(Supplied material begins)
//! Insert command: record one heart-rate reading.

use crate::cli::InsertArgs;
use crate::config;
use crate::error::{HeartDbError, Result};
use crate::model::{TIME_FORMAT, format_time};
use chrono::{Local, NaiveDateTime};
use std::path::PathBuf;
use tracing::debug;

/// Execute the insert command.
///
/// No validation of the value range or the name: the store accepts
/// whatever is given, matching the report/chart query semantics.
pub fn execute(args: &InsertArgs, db_override: Option<&PathBuf>) -> Result<()> {
    let store = config::open_store_from(db_override)?;

    let time = match &args.time {
        Some(raw) => parse_time(raw)?,
        None => Local::now().naive_local(),
    };

    store.insert(time, &args.name, args.value)?;
    debug!(name = %args.name, value = args.value, "reading recorded");

    println!(
        "Recorded {} bpm for {} at {}",
        args.value,
        args.name,
        format_time(&time)
    );
    Ok(())
}

/// Parse a user-supplied timestamp, with or without fractional seconds.
fn parse_time(raw: &str) -> Result<NaiveDateTime> {
    NaiveDateTime::parse_from_str(raw, TIME_FORMAT)
        .or_else(|_| NaiveDateTime::parse_from_str(raw, "%Y-%m-%d %H:%M:%S"))
        .map_err(|source| HeartDbError::Timestamp {
            value: raw.to_string(),
            source,
        })
}
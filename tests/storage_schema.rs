mod common;

use common::{test_db, test_db_with_dir, ts};
use rusqlite::Connection;
use std::collections::HashSet;

fn table_names(conn: &Connection) -> HashSet<String> {
    let mut stmt = conn
        .prepare("SELECT name FROM sqlite_master WHERE type = 'table'")
        .expect("prepare table list");
    stmt.query_map([], |row| row.get(0))
        .expect("query table list")
        .collect::<std::result::Result<HashSet<String>, _>>()
        .expect("collect table list")
}

fn column_names(conn: &Connection, table: &str) -> HashSet<String> {
    let mut stmt = conn
        .prepare("SELECT name FROM pragma_table_info(?)")
        .expect("prepare table info");
    stmt.query_map([table], |row| row.get(0))
        .expect("query table info")
        .collect::<std::result::Result<HashSet<String>, _>>()
        .expect("collect table info")
}

#[test]
fn schema_table_and_columns_exist() {
    let (store, dir) = test_db_with_dir();
    let db_path = dir.path().join(".heartdb").join("heart.db");

    drop(store);
    let conn = Connection::open(db_path).expect("open db");

    assert!(table_names(&conn).contains("heartrate"));

    let columns = column_names(&conn, "heartrate");
    for column in ["id", "time", "name", "value"] {
        assert!(columns.contains(column), "missing heartrate.{column}");
    }
}

#[test]
fn create_schema_discards_all_readings() {
    let store = test_db();
    store.insert(ts("2024-05-01 08:00:00"), "Ana", 72).unwrap();
    store.insert(ts("2024-05-01 08:00:01"), "Luis", 64).unwrap();
    assert_eq!(store.count_readings().unwrap(), 2);

    store.create_schema().unwrap();
    assert_eq!(store.count_readings().unwrap(), 0);
    assert!(store.report(0, 0).unwrap().is_empty());
}

#[test]
fn create_schema_twice_leaves_empty_queryable_table() {
    let store = test_db();
    store.insert(ts("2024-05-01 08:00:00"), "Ana", 72).unwrap();

    store.create_schema().unwrap();
    store.create_schema().unwrap();

    assert_eq!(store.count_readings().unwrap(), 0);
    assert!(store.report(0, 0).unwrap().is_empty());

    // Still writable after the reset.
    store.insert(ts("2024-05-01 09:00:00"), "Luis", 64).unwrap();
    assert_eq!(store.count_readings().unwrap(), 1);
}

#[test]
fn ids_keep_increasing_within_a_schema() {
    let (store, dir) = test_db_with_dir();
    store.insert(ts("2024-05-01 08:00:00"), "Ana", 72).unwrap();
    store.insert(ts("2024-05-01 08:00:01"), "Ana", 73).unwrap();

    drop(store);
    let conn = Connection::open(dir.path().join(".heartdb").join("heart.db")).expect("open db");
    let ids: Vec<i64> = conn
        .prepare("SELECT id FROM heartrate ORDER BY id")
        .unwrap()
        .query_map([], |row| row.get(0))
        .unwrap()
        .collect::<std::result::Result<_, _>>()
        .unwrap();
    assert_eq!(ids, vec![1, 2]);
}
//! Report command: per-patient summary of stored readings.

use crate::cli::ReportArgs;
use crate::config;
use crate::error::Result;
use crate::format;
use std::path::PathBuf;
use tracing::debug;

/// Execute the report command.
pub fn execute(args: &ReportArgs, json: bool, db_override: Option<&PathBuf>) -> Result<()> {
    let store = config::open_store_from(db_override)?;

    let entries = store.report(args.limit, args.offset)?;
    debug!(patients = entries.len(), "report ready");

    if json {
        println!("{}", serde_json::to_string_pretty(&entries)?);
    } else {
        print!("{}", format::render_report(&entries));
    }
    Ok(())
}
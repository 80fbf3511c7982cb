use serde::{Deserialize, Serialize};
use time::OffsetDateTime;
use uuid::Uuid;

use crate::requests::repo::SkillRequest;

#[derive(Debug, Deserialize)]
#[serde(rename_all = "camelCase")]
pub struct CreateRequestBody {
    pub recipient_id: Uuid,
    pub offered_skill: String,
    pub wanted_skill: String,
    #[serde(default)]
    pub message: Option<String>,
}

#[derive(Debug, Serialize)]
#[serde(rename_all = "camelCase")]
pub struct CreatedRequestResponse {
    pub request_id: Uuid,
}

/// The recipient's decision. Deserialization rejects anything but the two
/// terminal states, so "pending" can never be written back.
#[derive(Debug, Clone, Copy, PartialEq, Eq, Serialize, Deserialize)]
#[serde(rename_all = "lowercase")]
pub enum Decision {
    Accepted,
    Rejected,
}

impl Decision {
    pub fn as_str(&self) -> &'static str {
        match self {
            Decision::Accepted => "accepted",
            Decision::Rejected => "rejected",
        }
    }
}

#[derive(Debug, Deserialize)]
#[serde(rename_all = "camelCase")]
pub struct RespondBody {
    pub status: Decision,
    #[serde(default)]
    pub response_message: Option<String>,
}

/// Display data frozen at creation time.
#[derive(Debug, Serialize)]
#[serde(rename_all = "camelCase")]
pub struct PartySnapshot {
    pub name: String,
    pub profile_photo: Option<String>,
}

#[derive(Debug, Serialize)]
#[serde(rename_all = "camelCase")]
pub struct RequestResponse {
    pub id: Uuid,
    pub sender_id: Uuid,
    pub recipient_id: Uuid,
    pub offered_skill: String,
    pub wanted_skill: String,
    pub message: String,
    pub status: String,
    pub response_message: Option<String>,
    pub created_at: OffsetDateTime,
    pub responded_at: Option<OffsetDateTime>,
    pub sender: PartySnapshot,
    pub recipient: PartySnapshot,
}

impl From<SkillRequest> for RequestResponse {
    fn from(r: SkillRequest) -> Self {
        Self {
            id: r.id,
            sender_id: r.sender_id,
            recipient_id: r.recipient_id,
            offered_skill: r.offered_skill,
            wanted_skill: r.wanted_skill,
            message: r.message,
            status: r.status,
            response_message: r.response_message,
            created_at: r.created_at,
            responded_at: r.responded_at,
            sender: PartySnapshot {
                name: r.sender_name,
                profile_photo: r.sender_photo,
            },
            recipient: PartySnapshot {
                name: r.recipient_name,
                profile_photo: r.recipient_photo,
            },
        }
    }
}

#[cfg(test)]
mod tests {
    use super::*;

    #[test]
    fn decision_deserializes_from_lowercase() {
        assert_eq!(
            serde_json::from_str::<Decision>("\"accepted\"").unwrap(),
            Decision::Accepted
        );
        assert_eq!(
            serde_json::from_str::<Decision>("\"rejected\"").unwrap(),
            Decision::Rejected
        );
    }

    #[test]
    fn decision_rejects_pending_and_garbage() {
        assert!(serde_json::from_str::<Decision>("\"pending\"").is_err());
        assert!(serde_json::from_str::<Decision>("\"Accepted\"").is_err());
        assert!(serde_json::from_str::<Decision>("\"cancelled\"").is_err());
    }

    #[test]
    fn respond_body_defaults_message_to_none() {
        let body: RespondBody = serde_json::from_str(r#"{"status":"accepted"}"#).unwrap();
        assert_eq!(body.status, Decision::Accepted);
        assert!(body.response_message.is_none());
    }

    #[test]
    fn request_response_carries_snapshots() {
        let row = SkillRequest {
            id: Uuid::new_v4(),
            sender_id: Uuid::new_v4(),
            recipient_id: Uuid::new_v4(),
            offered_skill: "guitar".into(),
            wanted_skill: "spanish".into(),
            message: "hi".into(),
            status: "pending".into(),
            response_message: None,
            sender_name: "Alice".into(),
            sender_photo: Some("alice.png".into()),
            recipient_name: "Bob".into(),
            recipient_photo: None,
            created_at: OffsetDateTime::now_utc(),
            responded_at: None,
        };
        let res = RequestResponse::from(row);
        assert_eq!(res.sender.name, "Alice");
        assert_eq!(res.sender.profile_photo.as_deref(), Some("alice.png"));
        assert_eq!(res.recipient.name, "Bob");

        let json = serde_json::to_string(&res).unwrap();
        assert!(json.contains("offeredSkill"));
        assert!(json.contains("senderId"));
        assert!(json.contains("respondedAt"));
    }
}
use axum::{
    extract::{Path, State},
    http::StatusCode,
    routing::{post, put},
    Json, Router,
};
use tracing::{info, instrument, warn};
use uuid::Uuid;

use crate::{
    auth::jwt::AuthUser,
    error::{is_unique_violation, ApiError, ApiJson},
    requests::dto::{CreateRequestBody, CreatedRequestResponse, RequestResponse, RespondBody},
    requests::repo::{NewSkillRequest, SkillRequest},
    state::AppState,
    users::repo::User,
};

// One message per operation for every failed precondition, so a caller
// cannot tell "wrong recipient" from "already responded" from "no such id".
const RESPOND_NOT_FOUND: &str = "Request not found or already responded";
const DELETE_NOT_FOUND: &str = "Request not found or cannot be deleted";

pub fn routes() -> Router<AppState> {
    Router::new()
        .route("/requests", post(create_request).get(list_requests))
        .route("/requests/:id", put(respond_request).delete(delete_request))
}

/// Create a pending swap request from the caller to another user,
/// snapshotting both parties' display data.
#[instrument(skip(state, body))]
pub async fn create_request(
    State(state): State<AppState>,
    AuthUser(sender_id): AuthUser,
    ApiJson(body): ApiJson<CreateRequestBody>,
) -> Result<(StatusCode, Json<CreatedRequestResponse>), ApiError> {
    let offered_skill = body.offered_skill.trim().to_string();
    let wanted_skill = body.wanted_skill.trim().to_string();
    if offered_skill.is_empty() || wanted_skill.is_empty() {
        return Err(ApiError::Validation("Missing required fields".into()));
    }
    if body.recipient_id == sender_id {
        return Err(ApiError::SelfReference);
    }

    let recipient = User::find_by_id(&state.db, body.recipient_id)
        .await?
        .ok_or_else(|| ApiError::NotFound("Recipient not found".into()))?;
    let sender = User::find_by_id(&state.db, sender_id)
        .await?
        .ok_or_else(|| ApiError::Unauthorized("User not found".into()))?;

    if SkillRequest::pending_exists(&state.db, sender_id, body.recipient_id).await? {
        return Err(ApiError::Conflict(
            "You already have a pending request with this user".into(),
        ));
    }

    let new = NewSkillRequest {
        sender_id,
        recipient_id: recipient.id,
        offered_skill,
        wanted_skill,
        message: body.message.as_deref().map(str::trim).unwrap_or("").to_string(),
        sender_name: sender.name,
        sender_photo: sender.profile_photo,
        recipient_name: recipient.name,
        recipient_photo: recipient.profile_photo,
    };

    // The existence check above races with concurrent creators; the partial
    // unique index settles it.
    let request = match SkillRequest::create(&state.db, &new).await {
        Ok(r) => r,
        Err(e) if is_unique_violation(&e) => {
            warn!(%sender_id, recipient_id = %new.recipient_id, "pending request race lost");
            return Err(ApiError::Conflict(
                "You already have a pending request with this user".into(),
            ));
        }
        Err(e) => return Err(e.into()),
    };

    info!(request_id = %request.id, %sender_id, recipient_id = %request.recipient_id, "request created");
    Ok((
        StatusCode::CREATED,
        Json(CreatedRequestResponse {
            request_id: request.id,
        }),
    ))
}

/// Accept or reject. The match and the write are one conditional update; any
/// failed precondition (absent id, caller not the recipient, already
/// responded) comes back as the same NotFound on purpose.
#[instrument(skip(state, body))]
pub async fn respond_request(
    State(state): State<AppState>,
    AuthUser(caller): AuthUser,
    Path(id): Path<Uuid>,
    ApiJson(body): ApiJson<RespondBody>,
) -> Result<Json<serde_json::Value>, ApiError> {
    let response_message = body
        .response_message
        .as_deref()
        .map(str::trim)
        .unwrap_or("");

    let transitioned =
        SkillRequest::respond(&state.db, id, caller, body.status.as_str(), response_message)
            .await?;
    if !transitioned {
        return Err(ApiError::NotFound(RESPOND_NOT_FOUND.into()));
    }

    info!(request_id = %id, decision = body.status.as_str(), "request responded");
    Ok(Json(serde_json::json!({ "success": true })))
}

/// Withdraw a pending request. Either party may delete it; resolved requests
/// are immutable. Same collapsed NotFound as `respond_request`.
#[instrument(skip(state))]
pub async fn delete_request(
    State(state): State<AppState>,
    AuthUser(caller): AuthUser,
    Path(id): Path<Uuid>,
) -> Result<Json<serde_json::Value>, ApiError> {
    let deleted = SkillRequest::delete_pending(&state.db, id, caller).await?;
    if !deleted {
        return Err(ApiError::NotFound(DELETE_NOT_FOUND.into()));
    }

    info!(request_id = %id, "request deleted");
    Ok(Json(serde_json::json!({ "success": true })))
}

#[instrument(skip(state))]
pub async fn list_requests(
    State(state): State<AppState>,
    AuthUser(caller): AuthUser,
) -> Result<Json<Vec<RequestResponse>>, ApiError> {
    let rows = SkillRequest::list_for(&state.db, caller).await?;
    Ok(Json(rows.into_iter().map(Into::into).collect()))
}

#[cfg(test)]
mod tests {
    use super::*;
    use axum::extract::FromRequest;

    #[test]
    fn collapsed_not_found_does_not_disclose_the_failed_precondition() {
        let respond = ApiError::NotFound(RESPOND_NOT_FOUND.into());
        let delete = ApiError::NotFound(DELETE_NOT_FOUND.into());
        assert_eq!(respond.status(), StatusCode::NOT_FOUND);
        assert_eq!(delete.status(), StatusCode::NOT_FOUND);
        for msg in [RESPOND_NOT_FOUND, DELETE_NOT_FOUND] {
            let lower = msg.to_lowercase();
            assert!(!lower.contains("recipient"));
            assert!(!lower.contains("sender"));
            assert!(!lower.contains("pending"));
        }
    }

    #[tokio::test]
    async fn invalid_decision_maps_to_validation_error() {
        let req = axum::http::Request::builder()
            .method("PUT")
            .header(axum::http::header::CONTENT_TYPE, "application/json")
            .body(axum::body::Body::from(r#"{"status":"pending"}"#))
            .expect("request");
        let err = ApiJson::<RespondBody>::from_request(req, &())
            .await
            .expect_err("pending is not a decision");
        assert!(matches!(err, ApiError::Validation(_)));
        assert_eq!(err.status(), StatusCode::BAD_REQUEST);
    }

    #[tokio::test]
    async fn malformed_body_maps_to_validation_error() {
        let req = axum::http::Request::builder()
            .method("POST")
            .header(axum::http::header::CONTENT_TYPE, "application/json")
            .body(axum::body::Body::from("{not json"))
            .expect("request");
        let err = ApiJson::<CreateRequestBody>::from_request(req, &())
            .await
            .expect_err("body is not json");
        assert_eq!(err.status(), StatusCode::BAD_REQUEST);
    }
}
(Supplied material ends)
■ What to produce ■
Set down the lines of the listing word for word, from its first line through the line containing "the store accepts". Both of those lines belong in the answer, and no others do.

■ Task result ■
//! Insert command: record one heart-rate reading.

use crate::cli::InsertArgs;
use crate::config;
use crate::error::{HeartDbError, Result};
use crate::model::{TIME_FORMAT, format_time};
use chrono::{Local, NaiveDateTime};
use std::path::PathBuf;
use tracing::debug;

/// Execute the insert command.
///
/// No validation of the value range or the name: the store accepts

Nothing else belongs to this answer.